An excerpt from the Literary Review of Canada:

In September 2021, Craig and Marc Kielburger, the brothers who created a tiny NGO called Free the Children and turned it into an international network of charities, companies, and foundations, announced that their $65-million centrepiece, WE Charity Canada, would fold. It had taken twenty-five years to build but only seventy-nine days to bring it down, during which time there were hundreds of radio and television reports and, by Tawfiq S. Rangwala’s estimation, 129,000 references in the press. WE’s alleged failings were legion: unbridled Trudeau family cronyism resulting in a sole-source $543-million government contract for WE Charity, an unfathomable tangle of non-profit and for-profit entities, conflicts of interest, corruption, financial mismanagement, a hidden real estate empire worth tens of millions of dollars, extensive donor fraud, even racism. As Rangwala writes, “Everything the organization had ever done became fodder for scrutiny, and eventually, suspicion and scorn.”
Rangwala is not an objective bystander. He is a Canadian lawyer based in New York who served on the WE Charity board of directors for several years, stepping down in 2021 to put together this account. He, like other insiders and supporters, was stunned at the speed and the ugliness of what happened two years ago, and in What WE Lost, he makes a credible witness for the defence. There is a gap in the story, however: one that might be called What WE Never Had.
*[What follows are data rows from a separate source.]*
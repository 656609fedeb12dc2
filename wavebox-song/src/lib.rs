//! Wavebox-Song: composition model and compact song codec for Wavebox
//!
//! This crate holds the static, serializable description of a piece of music
//! (channels of instruments playing time-stamped notes) plus the two codecs
//! that move it in and out of memory:
//!
//! - A versioned **binary codec** producing a bit-packed, URL-safe text
//!   format (`<variant><version>{tag,payload}*`). Decoding reproduces every
//!   historical format generation without breaking old data.
//! - A **JSON codec** for human/tool interchange, defaulting any missing
//!   field rather than failing.
//!
//! The filter design math (biquad coefficient derivation and frequency
//! response analysis) also lives here because the legacy-format conversion
//! needs it at decode time; the synthesizer crate reuses the same types at
//! render time.
//!
//! # Time model
//!
//! Musical time is hierarchical, coarsest to finest: bar → beat → part →
//! tick. A "part" is the smallest schedulable note-timing unit; a "tick" is
//! the smallest unit at which the synthesizer resamples modulatable
//! parameters. Notes store their start/end in parts.
//!
//! # Usage
//!
//! ```ignore
//! use wavebox_song::Song;
//!
//! let song = Song::from_string("w9t1Ea07g02...")?.unwrap_or_default();
//! let text = song.to_string();
//! ```

mod bits;
mod codec;
mod error;
mod filter;
mod instrument;
mod json;
mod notes;
mod song;

pub use bits::{BitReader, BitWriter, base64_char, base64_value};
pub use codec::{decode_song, encode_song};
pub use error::SongError;
pub use filter::{
    FILTER_FREQ_COUNT, FILTER_FREQ_REFERENCE_HZ, FILTER_GAIN_CENTER, FILTER_GAIN_COUNT,
    FilterCoefficients, FilterControlPoint, FilterSettings, FilterType, frequency_response,
    gain_setting_to_linear, freq_setting_to_hz,
};
pub use instrument::{
    CHIP_WAVES, ChipWave, ChordKind, DRUM_COUNT, DrumsetSettings, EffectFlags, EnvelopeBinding,
    EnvelopeCurve, EnvelopeDef, EnvelopeTarget, ENVELOPES, FADE_OUT_TICKS, FM_ALGORITHMS,
    FM_FEEDBACKS, FM_FREQUENCY_RATIOS, FmAlgorithm, FmFeedback, FmOperator, FmSettings,
    HARMONICS_CONTROL_COUNT, HARMONICS_CONTROL_MAX, HarmonicsSettings, Instrument, InstrumentType,
    ModSlot, ModTarget, NOISE_WAVES, NoiseWave, SLIDE_PARTS, SPECTRUM_CONTROL_COUNT,
    SPECTRUM_CONTROL_MAX, STRUM_PARTS, SpectrumSettings, Transition, UNISONS, Unison, Vibrato,
};
pub use json::{song_from_json, song_to_json};
pub use notes::{Note, NotePin, Pattern};
pub use song::{Channel, ChannelKind, Song};

// =============================================================================
// Time Constants
// =============================================================================

/// Parts per beat (the smallest schedulable note-timing subdivision)
pub const PARTS_PER_BEAT: u32 = 24;

/// Ticks per part (the parameter-resampling subdivision)
pub const TICKS_PER_PART: u32 = 2;

// =============================================================================
// Limits
// =============================================================================

/// Pitch channel count range
pub const MIN_PITCH_CHANNELS: usize = 1;
pub const MAX_PITCH_CHANNELS: usize = 10;

/// Noise channel count range
pub const MAX_NOISE_CHANNELS: usize = 5;

/// Modulation channel count range
pub const MAX_MOD_CHANNELS: usize = 4;

/// Highest pitch value in a pitch channel (7 octaves)
pub const MAX_PITCH: i32 = 84;

/// Number of distinct noise-channel pitches (drum slots)
pub const NOISE_PITCH_COUNT: i32 = 12;

/// Number of modulator slots per mod-channel instrument
pub const MOD_SLOT_COUNT: usize = 6;

/// Note size (volume keyframe) range for pitch/noise channels
pub const MAX_NOTE_SIZE: i32 = 6;

/// Note size range for modulation channels (mod setting values)
pub const MAX_MOD_NOTE_SIZE: i32 = 63;

/// Maximum concurrent pitches in one note (chord size)
pub const MAX_CHORD_PITCHES: usize = 4;

/// Tempo range in beats per minute
pub const MIN_TEMPO: u32 = 30;
pub const MAX_TEMPO: u32 = 320;

/// Beats per bar range
pub const MIN_BEATS_PER_BAR: u32 = 3;
pub const MAX_BEATS_PER_BAR: u32 = 16;

/// Bar count range
pub const MAX_BAR_COUNT: usize = 256;

/// Patterns per channel range
pub const MAX_PATTERNS_PER_CHANNEL: usize = 64;

/// Instruments per channel range
pub const MAX_INSTRUMENTS_PER_CHANNEL: usize = 8;

/// Instruments that may layer in a single pattern
pub const MAX_INSTRUMENTS_PER_PATTERN: usize = 4;

/// Maximum control points in one filter stack
pub const MAX_FILTER_POINTS: usize = 8;

/// Instrument volume setting range (symmetric around 0)
pub const MAX_VOLUME_SETTING: i32 = 25;

/// Pan setting range (0 = hard left, 50 = center, 100 = hard right)
pub const MAX_PAN_SETTING: u32 = 100;

// =============================================================================
// Format Constants
// =============================================================================

/// Leading variant character of the binary format
pub const FORMAT_VARIANT: u8 = b'w';

/// Oldest binary format version this crate can decode
pub const OLDEST_VERSION: u8 = 2;

/// Version emitted by the encoder
pub const CURRENT_VERSION: u8 = 9;

/// Beats per minute assumed when a tempo tag is missing
pub const DEFAULT_TEMPO: u32 = 150;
In 1995, when he was twelve, Craig Kielburger read an article about a young human rights activist in Pakistan who had been murdered for his condemnation of child labour in the carpet industry. Helped by his parents and his older brother, Marc, Craig began travelling, raising funds, and speaking out against child labour. With a new charitable organization, Free the Children, and with a book of the same name under his belt, he was soon being lionized by politicians, celebrities, and the media — including 60 Minutes and Oprah Winfrey. Money followed, and the organization grew. By 2020, it was renamed WE Charity and working in nine countries throughout Asia, South America, and Africa, with projects in Kenya as its flagship. It had major endeavours in Canada as well, partnering with schools — eventually thousands of them — to promote volunteerism and service learning about social issues, mental health, and Indigenous youth leadership.